Il santo graal della computazione, il sogno di ogni informatico. La computazione quantica, destinata a rivoluzionare il concetto stesso di calcolo binario, si sta trasformando lentamente da affascinante teoria a solida realtà: c’è chi ha cominciato a farci i conti, chi si è inventato anelli di diamante microscopici per generare i fotoni necessari alla trasmissione delle informazioni, ma all’appello mancavano ancora le strutture necessarie a custodire gelosamente e con precisione i preziosi qubit – vale a dire i tasselli fondamentali del calcolo quantistico.
Mancavano, perché ora pare che per tenere al sicuro le informazioni dell’elaboratore quantistico si sia trovata una soluzione: quale posto migliore per un elettrone – tipico recipiente del qubit – che un atomo? Nessuno, almeno secondo gli scienziati di Princeton , Oxford e del Lawrence Berkeley National Laboratory che hanno pubblicato un articolo al riguardo sull’ultimo numero di Nature : al calduccio in un atomo , il qubit è al sicuro dalle influenze esterne ma al contempo è facilmente in grado di interagire con l’universo fisico.
La soluzione adottata dai ricercatori consiste di un atomo di fosforo , composto dai suoi normali protoni, neutroni ed elettroni, infilato all’interno di un cristallo di silicio: mentre gli elettroni, che sono la parte più periferica e “condizionabile” dell’atomo vengono utilizzati per comunicare con l’esterno, le informazioni – quando disponibili – vengono invece archiviate all’interno del nucleo. Gli elettroni fanno insomma da messaggeri tra il nucleo e il mondo esterno, garantendo rapidità di trasmissione, mentre i nucleoni offrono storage a lungo termine con garanzia di coerenza.

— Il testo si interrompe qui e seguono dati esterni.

//! Local port helpers
//!
//! Ports handed out here are only a hint: another process can grab the port
//! between allocation and the daemon binding it, so callers re-check with
//! [`is_port_available`] right before spawning.

use std::net::TcpListener;
use std::time::Duration;

use tokio::net::TcpStream;
use tokio::time::Instant;

use crate::error::PortError;

/// Ask the OS for an ephemeral port that is currently free on `host`
pub fn find_free_port(host: &str) -> Result<u16, PortError> {
    let allocation_error = |source| PortError::Allocation {
        host: host.to_string(),
        source,
    };

    let listener = TcpListener::bind((host, 0)).map_err(allocation_error)?;
    let port = listener.local_addr().map_err(allocation_error)?.port();
    tracing::debug!(host, port, "Allocated free port");
    Ok(port)
}

/// Check whether `port` can currently be bound on `host`
pub fn is_port_available(host: &str, port: u16) -> bool {
    TcpListener::bind((host, port)).is_ok()
}

/// Check whether something accepts TCP connections on `host:port`
pub async fn is_port_accepting(host: &str, port: u16) -> bool {
    TcpStream::connect((host, port)).await.is_ok()
}

/// Poll until something accepts connections on `host:port`
///
/// Returns `false` once `timeout` elapses without a successful connect.
pub async fn wait_for_port(host: &str, port: u16, timeout: Duration, poll: Duration) -> bool {
    let deadline = Instant::now() + timeout;
    loop {
        if is_port_accepting(host, port).await {
            return true;
        }
        if Instant::now() + poll > deadline {
            return false;
        }
        tokio::time::sleep(poll).await;
    }
}

#[cfg(test)]
mod tests {
    use super::*;

    #[test]
    fn test_find_free_port_is_bindable() {
        let port = find_free_port("127.0.0.1").unwrap();
        assert_ne!(port, 0);
        assert!(is_port_available("127.0.0.1", port));
    }

    #[test]
    fn test_bound_port_is_not_available() {
        let listener = TcpListener::bind(("127.0.0.1", 0)).unwrap();
        let port = listener.local_addr().unwrap().port();
        assert!(!is_port_available("127.0.0.1", port));
    }

    #[test]
    fn test_non_local_address_is_allocation_error() {
        // TEST-NET-1 is never assigned to a local interface
        let err = find_free_port("192.0.2.1").unwrap_err();
        assert!(matches!(err, PortError::Allocation { .. }));
    }

    #[tokio::test]
    async fn test_port_accepting() {
        let listener = tokio::net::TcpListener::bind(("127.0.0.1", 0)).await.unwrap();
        let port = listener.local_addr().unwrap().port();
        assert!(is_port_accepting("127.0.0.1", port).await);

        drop(listener);
        assert!(!is_port_accepting("127.0.0.1", port).await);
    }

    #[tokio::test]
    async fn test_wait_for_port_sees_late_listener() {
        let port = find_free_port("127.0.0.1").unwrap();
        let binder = tokio::spawn(async move {
            tokio::time::sleep(Duration::from_millis(150)).await;
            let listener = tokio::net::TcpListener::bind(("127.0.0.1", port))
                .await
                .unwrap();
            tokio::time::sleep(Duration::from_secs(2)).await;
            drop(listener);
        });

        let bound = wait_for_port(
            "127.0.0.1",
            port,
            Duration::from_secs(5),
            Duration::from_millis(25),
        )
        .await;
        assert!(bound);
        binder.abort();
    }

    #[tokio::test]
    async fn test_wait_for_port_gives_up() {
        let port = find_free_port("127.0.0.1").unwrap();
        let started = std::time::Instant::now();
        let bound = wait_for_port(
            "127.0.0.1",
            port,
            Duration::from_millis(200),
            Duration::from_millis(50),
        )
        .await;
        assert!(!bound);
        assert!(started.elapsed() < Duration::from_secs(2));
    }
}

Con “lungo termine” gli scienziati si riferiscono a intervalli di tempo compresi tra 1 e 4 secondi : una eternità, se paragonati ai pochi decimillesimi di secondo raggiunti fino ad oggi dai tentativi precedenti. Con questi tempi di storage dovrebbe essere possibile lavorare alla costruzione di un autentico registro di memoria quantica, in grado di operare all’interno di un più vasto elaboratore quantico ibrido basato sia sull’approccio quantistico che sulla più tradizionale elettronica digitale a base di silicio.
Se poi ci si fosse stufati del silicio e si volesse tentare qualche nuova strada , ecco tornare alla ribalta il grafene : un nuovo studio di Jiannis Pachos e Colin Benjamin dell’ Università di Leeds dimostrerebbe l’utilità della particolare incarnazione del carbonio nella generazione di qubit . Si parla, ancora una volta, di minuscoli anelli di resi superconduttivi grazie ad un drogaggio dei materiali o mediante il cosiddetto “effetto di prossimità”.

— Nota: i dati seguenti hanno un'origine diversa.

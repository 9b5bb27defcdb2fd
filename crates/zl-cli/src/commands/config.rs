//! Config command implementations

use std::path::Path;

use anyhow::{Context, Result};

use zl_core::config::{save_config, ZliConfig};

use crate::output::{print_error, print_info, print_success, print_warning};

fn read_table(path: &Path) -> Result<toml::Table> {
    let content = std::fs::read_to_string(path)
        .with_context(|| format!("Failed to read config file: {:?}", path))?;
    toml::from_str(&content).with_context(|| format!("Failed to parse config file: {:?}", path))
}

/// Interpret a command-line value as the most specific TOML type
fn parse_value(value: &str) -> toml::Value {
    match value {
        "true" => toml::Value::Boolean(true),
        "false" => toml::Value::Boolean(false),
        _ => {
            if let Ok(i) = value.parse::<i64>() {
                toml::Value::Integer(i)
            } else if let Ok(f) = value.parse::<f64>() {
                toml::Value::Float(f)
            } else {
                toml::Value::String(value.to_string())
            }
        }
    }
}

/// Set `key` (dotted path) in `table`, creating intermediate tables
fn set_key(table: &mut toml::Table, key: &str, value: toml::Value) -> Result<()> {
    let parts: Vec<&str> = key.split('.').collect();
    let Some((last, parents)) = parts.split_last() else {
        anyhow::bail!("Invalid key: {}", key);
    };
    if last.is_empty() {
        anyhow::bail!("Invalid key: {}", key);
    }

    let mut current = table;
    for part in parents {
        current = current
            .entry(part.to_string())
            .or_insert_with(|| toml::Value::Table(toml::Table::new()))
            .as_table_mut()
            .ok_or_else(|| anyhow::anyhow!("Cannot navigate to key: {}", key))?;
    }
    current.insert(last.to_string(), value);
    Ok(())
}

fn get_key<'a>(table: &'a toml::Table, key: &str) -> Option<&'a toml::Value> {
    let mut parts = key.split('.');
    let mut current = table.get(parts.next()?)?;
    for part in parts {
        current = current.as_table()?.get(part)?;
    }
    Some(current)
}

/// Get a config value by key
pub fn config_get(path: &Path, key: &str) -> Result<u8> {
    if !path.exists() {
        print_error(&format!("Config file not found: {:?}", path));
        print_info("Run 'zli config init' to create one");
        return Ok(1);
    }

    let table = read_table(path)?;
    let Some(value) = get_key(&table, key) else {
        print_error(&format!("Key not found: {}", key));
        return Ok(1);
    };

    match value {
        toml::Value::String(s) => println!("{}", s),
        toml::Value::Table(_) => println!("{}", toml::to_string_pretty(value)?),
        other => println!("{}", other),
    }
    Ok(0)
}

/// Set a config value by key
///
/// The result must still parse as a zli configuration, otherwise nothing
/// is written.
pub fn config_set(path: &Path, key: &str, value: &str) -> Result<u8> {
    if !path.exists() {
        print_info("Creating default configuration...");
        config_init(path, false)?;
    }

    let mut table = read_table(path)?;
    set_key(&mut table, key, parse_value(value))?;

    let content = toml::to_string_pretty(&table)?;
    toml::from_str::<ZliConfig>(&content)
        .with_context(|| format!("Invalid value for {}: {}", key, value))?;
    std::fs::write(path, content)
        .with_context(|| format!("Failed to write config file: {:?}", path))?;

    print_success(&format!("Set {} = {}", key, value));
    Ok(0)
}

/// Show the configuration file
pub fn config_show(path: &Path) -> Result<u8> {
    if !path.exists() {
        print_warning(&format!("No configuration file found at {:?}", path));
        print_info("Showing defaults. Run 'zli config init' to write them out.");
        println!("{}", toml::to_string_pretty(&ZliConfig::default())?);
        return Ok(0);
    }

    print_info(&format!("Configuration file: {:?}", path));
    println!();
    let content = std::fs::read_to_string(path)
        .with_context(|| format!("Failed to read config file: {:?}", path))?;
    println!("{}", content);
    Ok(0)
}

/// Write the default configuration
pub fn config_init(path: &Path, force: bool) -> Result<u8> {
    if path.exists() && !force {
        print_error(&format!("Config file already exists: {:?}", path));
        print_info("Use --force to overwrite");
        return Ok(1);
    }

    save_config(path, &ZliConfig::default())
        .with_context(|| format!("Failed to write config file: {:?}", path))?;
    print_success(&format!("Created configuration file: {:?}", path));
    Ok(0)
}

#[cfg(test)]
mod tests {
    use super::*;

    #[test]
    fn test_parse_value_types() {
        assert_eq!(parse_value("true"), toml::Value::Boolean(true));
        assert_eq!(parse_value("42"), toml::Value::Integer(42));
        assert_eq!(parse_value("1.5"), toml::Value::Float(1.5));
        assert_eq!(
            parse_value("127.0.0.1:7714"),
            toml::Value::String("127.0.0.1:7714".into())
        );
    }

    #[test]
    fn test_set_and_get_nested_key() {
        let mut table = toml::Table::new();
        set_key(&mut table, "session.batch.max_delay", toml::Value::Integer(50)).unwrap();
        assert_eq!(
            get_key(&table, "session.batch.max_delay"),
            Some(&toml::Value::Integer(50))
        );
        assert!(get_key(&table, "session.missing").is_none());
        assert!(set_key(&mut table, "session.", toml::Value::Integer(1)).is_err());
    }

    #[test]
    fn test_set_through_scalar_fails() {
        let mut table = toml::Table::new();
        table.insert("daemon".into(), toml::Value::Integer(1));
        assert!(set_key(&mut table, "daemon.port_wait", toml::Value::Integer(5)).is_err());
    }
}
//! Connection identifier type

use serde::{Deserialize, Serialize};
use std::fmt;

/// Identifier of a remote shell connection issued by the access broker
#[derive(Debug, Clone, PartialEq, Eq, Hash, Serialize, Deserialize)]
#[serde(transparent)]
pub struct ConnectionId(pub String);

impl ConnectionId {
    /// Create a new connection ID
    pub fn new(id: impl Into<String>) -> Self {
        Self(id.into())
    }

    /// Get the raw ID string
    pub fn as_str(&self) -> &str {
        &self.0
    }
}

impl fmt::Display for ConnectionId {
    fn fmt(&self, f: &mut fmt::Formatter<'_>) -> fmt::Result {
        write!(f, "{}", self.0)
    }
}

impl From<String> for ConnectionId {
    fn from(s: String) -> Self {
        Self(s)
    }
}

impl From<&str> for ConnectionId {
    fn from(s: &str) -> Self {
        Self(s.to_string())
    }
}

Secondo Pachos e Benjamin, grazie all’applicazione di una tensione su due para-giunture (più precisamente delle giunzioni di Josephson ) sarebbe possibile utilizzare l’anello per generare due qubit: il vantaggio nell’utilizzo del grafene garantirebbe inoltre una facile manipolazione delle giunture stesse grazie alla semplice applicazione di un flusso elettrico esterno. Ma soprattutto, a differenza degli studi precedenti, non sarebbe necessario introdurre elementi ferromagnetici per garantire il funzionamento della struttura.
Proprio come nel caso precedente, le caratteristiche dell’anello di grafene dei due ricercatori britannici permetterebbero un’ ottima difesa contro la decoerenza , vale a dire lo spauracchio della computazione quantistica. Gli scienziati si dicono convinti che questa teoria possa portarli lontano, e hanno avviato ulteriori studi per valutare la possibilità di utilizzare diversi anelli per costruire autentiche porte logiche come quelle già impiegate nell’elettronica digitale tradizionale.